Hallo Namensvetter,
nachdem ich das Ganze hier nun seit einiger Zeit mitverfolge, fasse ich mal meine Eindrücke zusammen:
EDV (im weitesten Sinne) ist Dein absolutes Hobby, für das Du Dich sehr einsetzt. Wenn Dich ein Problem / Thema gepackt hat, dann bearbeitest Du es bis ins 1.000stel, wobei Du den Anspruch hast, unbedingt die Beste / Interessanteste Lösung zu finden; Standard-Lösungen (obwohl wahrscheinlich einfacher, fehlerfreier usw.) sind für Dich langweilig.
Das hat sicherlich Vorteile in der Grundlagenforschung, wo man einem Übel irgendwo auf den Grund gehen muß.
Aber was erwarten Deine potentiellen Arbeitgeber ?
Sie erwarten einen Mitarbeiter, der auch mal über den Zaun schauen kann, der unternehmerisch handelt (und dazu gehört auch eine Kosten-Nutzen-Analyse) und auch die Belange der anderen Unternehmensbereiche versteht.

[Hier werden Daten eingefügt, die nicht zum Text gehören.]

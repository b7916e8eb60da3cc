//! # Worker API Client
//!
//! HTTP client for the worker service's connector management endpoints.

use super::traits::{ApiResponse, ApiResult, ConnectorApi};
use crate::error::{ApiError, ControllerError, ControllerResult};
use crate::models::ServiceEndpoint;
use async_trait::async_trait;
use parking_lot::RwLock;
use reqwest::{header, Client, Method, Url};
use serde_json::Value;
use std::sync::Arc;
use std::time::Duration;
use tracing::{debug, warn};

/// Shared slot for the currently reachable worker endpoint
#[derive(Debug, Clone, Default)]
pub struct EndpointCell {
    inner: Arc<RwLock<Option<ServiceEndpoint>>>,
}

impl EndpointCell {
    pub fn new() -> Self {
        Self::default()
    }

    pub fn get(&self) -> Option<ServiceEndpoint> {
        self.inner.read().clone()
    }

    pub fn set(&self, endpoint: Option<ServiceEndpoint>) {
        *self.inner.write() = endpoint;
    }
}

/// Configuration for the worker API client
#[derive(Debug, Clone)]
pub struct WorkerApiConfig {
    /// Request timeout in milliseconds, enforced by the transport
    pub timeout_ms: u64,
}

impl Default for WorkerApiConfig {
    fn default() -> Self {
        Self { timeout_ms: 30000 }
    }
}

/// HTTP client for connector management operations
pub struct WorkerApiClient {
    client: Client,
    endpoint: EndpointCell,
    config: WorkerApiConfig,
}

impl std::fmt::Debug for WorkerApiClient {
    fn fmt(&self, f: &mut std::fmt::Formatter<'_>) -> std::fmt::Result {
        f.debug_struct("WorkerApiClient")
            .field("endpoint", &self.endpoint.get())
            .field("timeout_ms", &self.config.timeout_ms)
            .finish()
    }
}

impl WorkerApiClient {
    pub fn new(config: WorkerApiConfig, endpoint: EndpointCell) -> ControllerResult<Self> {
        let mut default_headers = header::HeaderMap::new();
        default_headers.insert(
            header::ACCEPT,
            header::HeaderValue::from_static("application/json"),
        );

        let client = Client::builder()
            .timeout(Duration::from_millis(config.timeout_ms))
            .user_agent(format!("connect-controller/{}", env!("CARGO_PKG_VERSION")))
            .default_headers(default_headers)
            .build()
            .map_err(|e| {
                ControllerError::Configuration(format!("Failed to create HTTP client: {e}"))
            })?;

        Ok(Self {
            client,
            endpoint,
            config,
        })
    }

    pub fn endpoint(&self) -> &EndpointCell {
        &self.endpoint
    }

    fn url(&self, segments: &[&str]) -> Result<Url, ApiError> {
        let endpoint = self.endpoint.get().ok_or(ApiError::Unreachable)?;
        let mut url = Url::parse(&endpoint.base_url())
            .map_err(|e| ApiError::Transport(format!("Invalid endpoint {endpoint}: {e}")))?;
        url.path_segments_mut()
            .map_err(|_| ApiError::Transport(format!("Endpoint {endpoint} cannot be a base")))?
            .clear()
            .extend(segments);
        Ok(url)
    }

    async fn send(&self, method: Method, segments: &[&str], body: Option<&Value>) -> ApiResult {
        let url = self.url(segments)?;
        debug!(method = %method, url = %url, "Worker API request");

        let mut request = self.client.request(method.clone(), url.clone());
        if let Some(body) = body {
            request = request.json(body);
        }

        let response = request.send().await.map_err(|e| {
            warn!(method = %method, url = %url, error = %e, "Worker API request failed");
            ApiError::from(e)
        })?;

        let status_code = response.status().as_u16();
        let bytes = response.bytes().await?;
        // Non-JSON bodies (e.g. empty 204) are a soft outcome, not a failure
        let body = serde_json::from_slice(&bytes).ok();

        debug!(url = %url, status_code, "Worker API response");
        Ok(ApiResponse::new(status_code, body))
    }
}

#[async_trait]
impl ConnectorApi for WorkerApiClient {
    async fn register_or_update(&self, name: &str, config: &Value) -> ApiResult {
        self.send(Method::PUT, &["connectors", name, "config"], Some(config))
            .await
    }

    async fn unregister(&self, name: &str) -> ApiResult {
        self.send(Method::DELETE, &["connectors", name], None).await
    }

    async fn list_connectors(&self) -> ApiResult {
        self.send(Method::GET, &["connectors"], None).await
    }

    async fn status(&self, name: &str) -> ApiResult {
        self.send(Method::GET, &["connectors", name, "status"], None)
            .await
    }

    async fn restart(&self, name: &str) -> ApiResult {
        self.send(Method::POST, &["connectors", name, "restart"], None)
            .await
    }

    async fn pause(&self, name: &str) -> ApiResult {
        self.send(Method::PUT, &["connectors", name, "pause"], None)
            .await
    }

    async fn resume(&self, name: &str) -> ApiResult {
        self.send(Method::PUT, &["connectors", name, "resume"], None)
            .await
    }

    async fn list_tasks(&self, name: &str) -> ApiResult {
        self.send(Method::GET, &["connectors", name, "tasks"], None)
            .await
    }
}
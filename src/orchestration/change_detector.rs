use crate::models::DeploymentDescriptor;
use tracing::debug;

/// Gates manifest submission on a structural change of the desired state
#[derive(Debug, Clone, Default)]
pub struct ChangeDetector {
    committed: Option<DeploymentDescriptor>,
}

impl ChangeDetector {
    pub fn new() -> Self {
        Self::default()
    }

    /// Resume from a previously committed snapshot
    pub fn with_snapshot(committed: Option<DeploymentDescriptor>) -> Self {
        Self { committed }
    }

    /// `true` when nothing was committed yet or `candidate` differs from the last commit
    pub fn has_changed(&self, candidate: &DeploymentDescriptor) -> bool {
        descriptors_differ(self.committed.as_ref(), candidate)
    }

    pub fn commit(&mut self, descriptor: DeploymentDescriptor) {
        debug!(version = %descriptor.version_marker, "Committing desired state snapshot");
        self.committed = Some(descriptor);
    }

    /// Forget the committed snapshot so the next build is always applied
    pub fn reset(&mut self) {
        self.committed = None;
    }

    pub fn snapshot(&self) -> Option<&DeploymentDescriptor> {
        self.committed.as_ref()
    }
}

/// Structural comparison; property maps are ordered so iteration order never matters
pub fn descriptors_differ(previous: Option<&DeploymentDescriptor>, candidate: &DeploymentDescriptor) -> bool {
    previous != Some(candidate)
}

#[cfg(test)]
mod tests {
    use super::*;
    use crate::models::WorkerConfiguration;

    fn descriptor(replicas: u32, pairs: &[(&str, &str)]) -> DeploymentDescriptor {
        let properties: WorkerConfiguration = pairs
            .iter()
            .map(|(k, v)| (k.to_string(), v.to_string()))
            .collect();
        DeploymentDescriptor::new("connect", properties, replicas, "example/connect:1")
    }

    #[test]
    fn test_first_snapshot_is_a_change() {
        let detector = ChangeDetector::new();
        assert!(detector.has_changed(&descriptor(1, &[])));
    }

    #[test]
    fn test_commit_then_identical_is_unchanged() {
        let mut detector = ChangeDetector::new();
        let snapshot = descriptor(1, &[("a", "1"), ("b", "2")]);
        detector.commit(snapshot.clone());

        assert!(!detector.has_changed(&snapshot));
        assert!(!detector.has_changed(&descriptor(1, &[("b", "2"), ("a", "1")])));
    }

    #[test]
    fn test_any_field_change_is_detected() {
        let mut detector = ChangeDetector::new();
        detector.commit(descriptor(1, &[("a", "1")]));

        assert!(detector.has_changed(&descriptor(2, &[("a", "1")])));
        assert!(detector.has_changed(&descriptor(1, &[("a", "2")])));
        assert!(detector.has_changed(&descriptor(1, &[("a", "1"), ("rest.port", "9000")])));
    }

    #[test]
    fn test_reset_forces_change() {
        let mut detector = ChangeDetector::new();
        let snapshot = descriptor(1, &[]);
        detector.commit(snapshot.clone());
        detector.reset();

        assert!(detector.snapshot().is_none());
        assert!(detector.has_changed(&snapshot));
    }
}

Der Personaler, der die Bewerbungen auf dem Tisch hat, ist (von einigen Ausnahmen abgesehen) garantiert kein EDV-Freak, meistens ist es ein BWLer. Er hat die Aufgabe, möglichst Leute zu rekrutieren, die auf mehreren Arbeitsgebieten einsetzbar sind.
Was ist nun, wenn er von Dir eine Arbeitsprobe analog zu Deiner Homepage sieht ? Er wird sich denken, dass Du zwar EDV-technisch sehr interessiert bist, den Rest (Fehler usw) wird er aber wie eine rechtschreib-technisch schlechte Papier-Bewerbung beurteilen (Fähigkeit, fehlerfrei zu arbeiten, Ordnungsliebe usw.).
Also meiner Meinung nach solltest Du (bei aller Liebe zur EDV) versuchen, nicht allzusehr auf dieser Schiene an das Thema heranzugehen.
Versuche Dir den Personaler als Menschen im Alter ab 35/40 Jahren vorzustellen, für den EDV nur ein Randgebiet ist, obwohl er in einer EDV-Firma arbeitet (ein Personaler bei einem KFZ-Hersteller hat i.A. auch keinen blassen Schimmer von Autos, ist auch gar nicht seine Aufgabe).